Although shot through with action-filled adventures worthy of a dime novel or a blood-drenched Peckinpah movie, the central conflict that hooks readers is of a spiritual nature: When is Zebulon Shook going to wake up from his refracted dream state and change his path? Doesn’t he realize that the only true freedom in life is the ability of the individual to alter one’s life path? One of the elemental truths that Zebulon learns to embrace is the letting go of emotional traumas attached to individual memories, as the Mexican shaman Plaxico explains to Zebulon and Hatchet Jack near the book’s conclusion:
Don’t either of you hold on to whatever was said or done, even if it comes from me or that power witch over there, or anyone else. If you’re foolish enough to hold on to what don’t exist, one of you might go up in smoke and the other find himself driftin’ between the worlds, not knowin’ how to shake loose. If someone pushes your head underwater and laughs about it, or you snake a card off the bottom, or you get suckered from behind, let it go. And even if you don’t, let it go anyway.

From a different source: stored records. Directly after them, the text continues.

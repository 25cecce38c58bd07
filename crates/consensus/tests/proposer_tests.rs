//! Integration tests for stake-weighted proposer selection.

use stakebft_consensus::{select_proposer, ProposerError};
use stakebft_types::{Address, ValidatorSet, H256};
use std::collections::HashMap;

fn make_validators(stakes: &[u64]) -> ValidatorSet {
    stakes
        .iter()
        .enumerate()
        .map(|(i, stake)| {
            let mut bytes = [0u8; 20];
            bytes[19] = i as u8 + 1;
            (Address::from(bytes), *stake)
        })
        .collect()
}

#[test]
fn test_empty_validator_set() {
    let result = select_proposer(&ValidatorSet::new(), &H256::NIL);
    assert!(matches!(result, Err(ProposerError::EmptyValidatorSet)));
}

#[test]
fn test_selection_is_deterministic() {
    let validators = make_validators(&[10, 20, 30, 40]);
    let seed = H256::keccak256(b"block 7");
    let first = select_proposer(&validators, &seed).unwrap();
    for _ in 0..10 {
        assert_eq!(select_proposer(&validators, &seed).unwrap(), first);
    }
}

#[test]
fn test_single_validator_always_selected() {
    let validators = make_validators(&[5]);
    let only = *validators.keys().next().unwrap();
    for i in 0..32u8 {
        assert_eq!(
            select_proposer(&validators, &H256::keccak256(&[i])).unwrap(),
            only
        );
    }
}

#[test]
fn test_selection_follows_stake() {
    // One validator holds 90% of the stake.
    let validators = make_validators(&[900, 50, 50]);
    let heavy = *validators.iter().max_by_key(|(_, s)| **s).unwrap().0;

    let mut counts: HashMap<Address, u32> = HashMap::new();
    for i in 0..2_000u32 {
        let seed = H256::keccak256(&i.to_be_bytes());
        *counts.entry(select_proposer(&validators, &seed).unwrap()).or_default() += 1;
    }
    let heavy_count = counts.get(&heavy).copied().unwrap_or(0);
    assert!(heavy_count > 1_600, "heavy validator picked {heavy_count} times");
    assert_eq!(counts.len(), 3, "every staked validator is picked eventually");
}

#[test]
fn test_different_seeds_spread_selection() {
    let validators = make_validators(&[1, 1, 1, 1]);
    let picked: std::collections::HashSet<Address> = (0..200u32)
        .map(|i| select_proposer(&validators, &H256::keccak256(&i.to_le_bytes())).unwrap())
        .collect();
    assert_eq!(picked.len(), 4);
}

#[test]
fn test_stake_overflow_is_reported() {
    let validators = make_validators(&[u64::MAX, 1]);
    assert!(matches!(
        select_proposer(&validators, &H256::NIL),
        Err(ProposerError::StakeOverflow)
    ));
}
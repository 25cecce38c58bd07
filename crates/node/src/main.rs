//! # stakebft Node
//!
//! Main entry point for the stakebft node.
//!
//! This binary provides:
//! - `start`: run a node from a configuration file
//! - `init`: write a single-validator development configuration
//! - `genesis`: print the genesis block derived from a configuration

use anyhow::{bail, Result};
use clap::Parser;
use stakebft::{Node, DEFAULT_CONFIG_FILE};
use stakebft_config::{Config, LoggingConfig};
use stakebft_types::Keypair;
use std::path::{Path, PathBuf};
use tracing::{debug, info};
use tracing_subscriber::{fmt, prelude::*, EnvFilter};

/// stakebft node and tools
#[derive(Parser, Debug)]
#[command(name = "stakebft")]
#[command(version)]
#[command(about = "stakebft node - stake-weighted BFT consensus")]
#[command(long_about = None)]
struct Cli {
    /// Enable verbose logging (can be repeated for more verbosity)
    #[arg(short, long, action = clap::ArgAction::Count, global = true)]
    verbose: u8,

    #[command(subcommand)]
    command: Commands,
}

#[derive(clap::Subcommand, Debug)]
enum Commands {
    /// Start the node
    Start {
        /// Configuration file path
        #[arg(short, long, default_value = DEFAULT_CONFIG_FILE)]
        config: PathBuf,

        /// Block directory (overrides config file)
        #[arg(short, long)]
        data_dir: Option<PathBuf>,
    },

    /// Write a development configuration with a fresh single validator
    Init {
        /// Output configuration file
        #[arg(short, long, default_value = DEFAULT_CONFIG_FILE)]
        output: PathBuf,

        /// Overwrite an existing file
        #[arg(long)]
        force: bool,
    },

    /// Print the genesis block hash
    Genesis {
        /// Configuration file path
        #[arg(short, long, default_value = DEFAULT_CONFIG_FILE)]
        config: PathBuf,

        /// Print the whole block as JSON
        #[arg(long)]
        full: bool,
    },
}

#[tokio::main]
async fn main() -> Result<()> {
    let cli = Cli::parse();

    match cli.command {
        Commands::Start { config, data_dir } => handle_start(&config, data_dir, cli.verbose).await,
        Commands::Init { output, force } => {
            init_tracing(&LoggingConfig::default(), cli.verbose);
            handle_init(&output, force)
        }
        Commands::Genesis { config, full } => {
            let config = Config::load(&config)?;
            init_tracing(&config.logging, cli.verbose);
            handle_genesis(&config, full)
        }
    }
}

/// Initialize tracing from the `[logging]` section; `-v` raises the level
fn init_tracing(logging: &LoggingConfig, verbose: u8) {
    let level = match verbose {
        0 => logging.level.to_lowercase(),
        1 => "debug".to_string(),
        _ => "trace".to_string(),
    };

    let env_filter = EnvFilter::try_from_default_env().unwrap_or_else(|_| EnvFilter::new(&level));

    match logging.format.to_lowercase().as_str() {
        "json" => {
            tracing_subscriber::registry()
                .with(fmt::layer().json())
                .with(env_filter)
                .init();
        }
        "compact" => {
            tracing_subscriber::registry()
                .with(fmt::layer().compact())
                .with(env_filter)
                .init();
        }
        _ => {
            tracing_subscriber::registry()
                .with(fmt::layer().with_target(true))
                .with(env_filter)
                .init();
        }
    }
}

/// Handle the `start` command
async fn handle_start(config_path: &Path, data_dir: Option<PathBuf>, verbose: u8) -> Result<()> {
    let mut config = Config::load(config_path)?;
    init_tracing(&config.logging, verbose);
    info!(version = env!("CARGO_PKG_VERSION"), config = %config_path.display(), "Starting stakebft");

    if let Some(dir) = data_dir {
        config.storage.data_dir = Some(dir);
    }

    let node = Node::new(config)?;

    // No transport is bundled; outbound traffic is only logged.
    if let Some(mut outbound) = node.take_outbound() {
        tokio::spawn(async move {
            while let Some(message) = outbound.recv().await {
                debug!(message = ?message.body, "Outbound message");
            }
        });
    }

    node.run().await
}

/// Handle the `init` command
fn handle_init(output: &Path, force: bool) -> Result<()> {
    if output.exists() && !force {
        bail!(
            "{} already exists, pass --force to overwrite it",
            output.display()
        );
    }

    let key = Keypair::random();
    let config = Config::development(&key);
    config.save(output)?;

    let genesis = config.genesis.build_block()?;
    info!(path = %output.display(), "Wrote configuration");

    println!("Configuration written to {}", output.display());
    println!("  Validator: {}", key.address());
    println!("  Genesis:   {}", genesis.hash);

    Ok(())
}

/// Handle the `genesis` command
fn handle_genesis(config: &Config, full: bool) -> Result<()> {
    let genesis = config.genesis.build_block()?;
    if full {
        println!("{}", String::from_utf8(genesis.to_json()?)?);
    } else {
        println!("{}", genesis.hash);
    }
    Ok(())
}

Plaxico has a simple phrase for this toxic hiccup in human behavior: “Getting stuck in your own fun”, succumbing to grudges and petty insults, prolonging on an individual basis the collective human craving for conflict and destruction. As Delilah tells Zebulon: “Let go whatever comes, good or bad. And when your time is up don’t leave a mess behind.”
In The Drop Edge of Yonder Rudy Wurlitzer strives “to address the reality of death and thus impermanence.”
“Not dealing with that reality is often the cause of intense suffering or living between the worlds, as Zebulon finds himself, in a half-dream world of hungry ghosts and obsessive confusion,” Wurlitzer writes in late September 2008. “Zebulon’s acknowledgement of his own death, taking it on, even embracing it, in a sense relieves some of the root cause and effect of his discursive fear which, in his case, often embraced impulsive violence and thus suffering, etc. An ancient insight, no doubt, and one expressed over and over through the centuries far better than I can manage.”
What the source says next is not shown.